- _DESCRIPTION OF THE TASK_
Return every record exactly as written.

Collected data entries:
# # #

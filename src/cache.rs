//! Cache artifacts for derived tables.
//!
//! Each transformation stage persists its result under a fixed key so a later
//! call can skip recomputation. [`FsCache`] keeps one CSV file per key in the
//! data directory; [`MemoryCache`] keeps the same CSV bytes in memory for
//! tests and short-lived sessions.

use crate::error::{PipelineError, Result};
use crate::processor::{read_csv_bytes, write_csv_bytes};

use polars::prelude::DataFrame;
use std::cell::RefCell;
use std::collections::HashMap;
use std::fs;
use std::io::ErrorKind;
use std::path::{Path, PathBuf};
use tracing::debug;

/// Storage for cache artifacts keyed by file name.
///
/// An artifact is either replaced whole by `store` or left untouched;
/// there is no update in place.
pub trait CacheStore {
    /// Load the artifact stored under `key`, if any
    fn load(&self, key: &str) -> Result<Option<DataFrame>>;

    /// Persist `df` under `key`, replacing any previous artifact
    fn store(&self, key: &str, df: &mut DataFrame) -> Result<()>;

    /// Delete the artifact under `key`; returns whether one existed
    fn invalidate(&self, key: &str) -> Result<bool>;

    /// Whether an artifact exists under `key`
    fn contains(&self, key: &str) -> bool;
}

/// One CSV file per key inside a directory
#[derive(Debug, Clone)]
pub struct FsCache {
    dir: PathBuf,
}

impl FsCache {
    pub fn new(dir: impl Into<PathBuf>) -> Self {
        Self { dir: dir.into() }
    }

    pub fn dir(&self) -> &Path {
        &self.dir
    }

    /// Path of the artifact stored under `key`
    pub fn path_for(&self, key: &str) -> PathBuf {
        self.dir.join(key)
    }
}

impl CacheStore for FsCache {
    fn load(&self, key: &str) -> Result<Option<DataFrame>> {
        let path = self.path_for(key);
        let bytes = match fs::read(&path) {
            Ok(bytes) => bytes,
            Err(e) if e.kind() == ErrorKind::NotFound => return Ok(None),
            Err(e) => return Err(e.into()),
        };

        debug!("Loading cached artifact {}", path.display());
        read_csv_bytes(bytes).map(Some)
    }

    fn store(&self, key: &str, df: &mut DataFrame) -> Result<()> {
        fs::create_dir_all(&self.dir)?;

        let bytes = write_csv_bytes(df)?;
        let path = self.path_for(key);
        let staging = self.dir.join(format!(".{key}.tmp"));

        fs::write(&staging, bytes)?;
        fs::rename(&staging, &path).map_err(|e| {
            let _ = fs::remove_file(&staging);
            PipelineError::cache(key, format!("failed to replace {}: {}", path.display(), e))
        })?;

        debug!("Stored {} rows at {}", df.height(), path.display());
        Ok(())
    }

    fn invalidate(&self, key: &str) -> Result<bool> {
        match fs::remove_file(self.path_for(key)) {
            Ok(()) => Ok(true),
            Err(e) if e.kind() == ErrorKind::NotFound => Ok(false),
            Err(e) => Err(e.into()),
        }
    }

    fn contains(&self, key: &str) -> bool {
        self.path_for(key).is_file()
    }
}

/// In-memory stand-in for [`FsCache`] with the same CSV round trip
#[derive(Debug, Default)]
pub struct MemoryCache {
    entries: RefCell<HashMap<String, Vec<u8>>>,
}

impl MemoryCache {
    pub fn new() -> Self {
        Self::default()
    }

    /// Number of stored artifacts
    pub fn len(&self) -> usize {
        self.entries.borrow().len()
    }

    pub fn is_empty(&self) -> bool {
        self.entries.borrow().is_empty()
    }

    /// Stored keys in sorted order
    pub fn keys(&self) -> Vec<String> {
        let mut keys: Vec<String> = self.entries.borrow().keys().cloned().collect();
        keys.sort();
        keys
    }
}

impl CacheStore for MemoryCache {
    fn load(&self, key: &str) -> Result<Option<DataFrame>> {
        let bytes = self.entries.borrow().get(key).cloned();
        bytes.map(read_csv_bytes).transpose()
    }

    fn store(&self, key: &str, df: &mut DataFrame) -> Result<()> {
        let bytes = write_csv_bytes(df)?;
        self.entries.borrow_mut().insert(key.to_string(), bytes);
        Ok(())
    }

    fn invalidate(&self, key: &str) -> Result<bool> {
        Ok(self.entries.borrow_mut().remove(key).is_some())
    }

    fn contains(&self, key: &str) -> bool {
        self.entries.borrow().contains_key(key)
    }
}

# # #

- _SOLUTION BELOW_
filename src/cache.rs
//! Cache artifacts for derived tables.
//!
//! Each transformation stage persists its result under a fixed key so a later
//! call can skip recomputation. [`FsCache`] keeps one CSV file per key in the
//! data directory; [`MemoryCache`] keeps the same CSV bytes in memory for
//! tests and short-lived sessions.

use crate::error::{PipelineError, Result};
use crate::processor::{read_csv_bytes, write_csv_bytes};

use polars::prelude::DataFrame;
use std::cell::RefCell;
use std::collections::HashMap;
use std::fs;
use std::io::ErrorKind;
use std::path::{Path, PathBuf};
use tracing::debug;

/// Storage for cache artifacts keyed by file name.
///
/// An artifact is either replaced whole by `store` or left untouched;
/// there is no update in place.
pub trait CacheStore {
    /// Load the artifact stored under `key`, if any
    fn load(&self, key: &str) -> Result<Option<DataFrame>>;

    /// Persist `df` under `key`, replacing any previous artifact
    fn store(&self, key: &str, df: &mut DataFrame) -> Result<()>;

    /// Delete the artifact under `key`; returns whether one existed
    fn invalidate(&self, key: &str) -> Result<bool>;

    /// Whether an artifact exists under `key`
    fn contains(&self, key: &str) -> bool;
}

/// One CSV file per key inside a directory
#[derive(Debug, Clone)]
pub struct FsCache {
    dir: PathBuf,
}

impl FsCache {
    pub fn new(dir: impl Into<PathBuf>) -> Self {
        Self { dir: dir.into() }
    }

    pub fn dir(&self) -> &Path {
        &self.dir
    }

    /// Path of the artifact stored under `key`
    pub fn path_for(&self, key: &str) -> PathBuf {
        self.dir.join(key)
    }
}

impl CacheStore for FsCache {
    fn load(&self, key: &str) -> Result<Option<DataFrame>> {
        let path = self.path_for(key);
        let bytes = match fs::read(&path) {
            Ok(bytes) => bytes,
            Err(e) if e.kind() == ErrorKind::NotFound => return Ok(None),
            Err(e) => return Err(e.into()),
        };

        debug!("Loading cached artifact {}", path.display());
        read_csv_bytes(bytes).map(Some)
    }

    fn store(&self, key: &str, df: &mut DataFrame) -> Result<()> {
        fs::create_dir_all(&self.dir)?;

        let bytes = write_csv_bytes(df)?;
        let path = self.path_for(key);
        let staging = self.dir.join(format!(".{key}.tmp"));

        fs::write(&staging, bytes)?;
        fs::rename(&staging, &path).map_err(|e| {
            let _ = fs::remove_file(&staging);
            PipelineError::cache(key, format!("failed to replace {}: {}", path.display(), e))
        })?;

        debug!("Stored {} rows at {}", df.height(), path.display());
        Ok(())
    }

    fn invalidate(&self, key: &str) -> Result<bool> {
        match fs::remove_file(self.path_for(key)) {
            Ok(()) => Ok(true),
            Err(e) if e.kind() == ErrorKind::NotFound => Ok(false),
            Err(e) => Err(e.into()),
        }
    }

    fn contains(&self, key: &str) -> bool {
        self.path_for(key).is_file()
    }
}

/// In-memory stand-in for [`FsCache`] with the same CSV round trip
#[derive(Debug, Default)]
pub struct MemoryCache {
    entries: RefCell<HashMap<String, Vec<u8>>>,
}

impl MemoryCache {
    pub fn new() -> Self {
        Self::default()
    }

    /// Number of stored artifacts
    pub fn len(&self) -> usize {
        self.entries.borrow().len()
    }

    pub fn is_empty(&self) -> bool {
        self.entries.borrow().is_empty()
    }

    /// Stored keys in sorted order
    pub fn keys(&self) -> Vec<String> {
        let mut keys: Vec<String> = self.entries.borrow().keys().cloned().collect();
        keys.sort();
        keys
    }
}

impl CacheStore for MemoryCache {
    fn load(&self, key: &str) -> Result<Option<DataFrame>> {
        let bytes = self.entries.borrow().get(key).cloned();
        bytes.map(read_csv_bytes).transpose()
    }

    fn store(&self, key: &str, df: &mut DataFrame) -> Result<()> {
        let bytes = write_csv_bytes(df)?;
        self.entries.borrow_mut().insert(key.to_string(), bytes);
        Ok(())
    }

    fn invalidate(&self, key: &str) -> Result<bool> {
        Ok(self.entries.borrow_mut().remove(key).is_some())
    }

    fn contains(&self, key: &str) -> bool {
        self.entries.borrow().contains_key(key)
    }
}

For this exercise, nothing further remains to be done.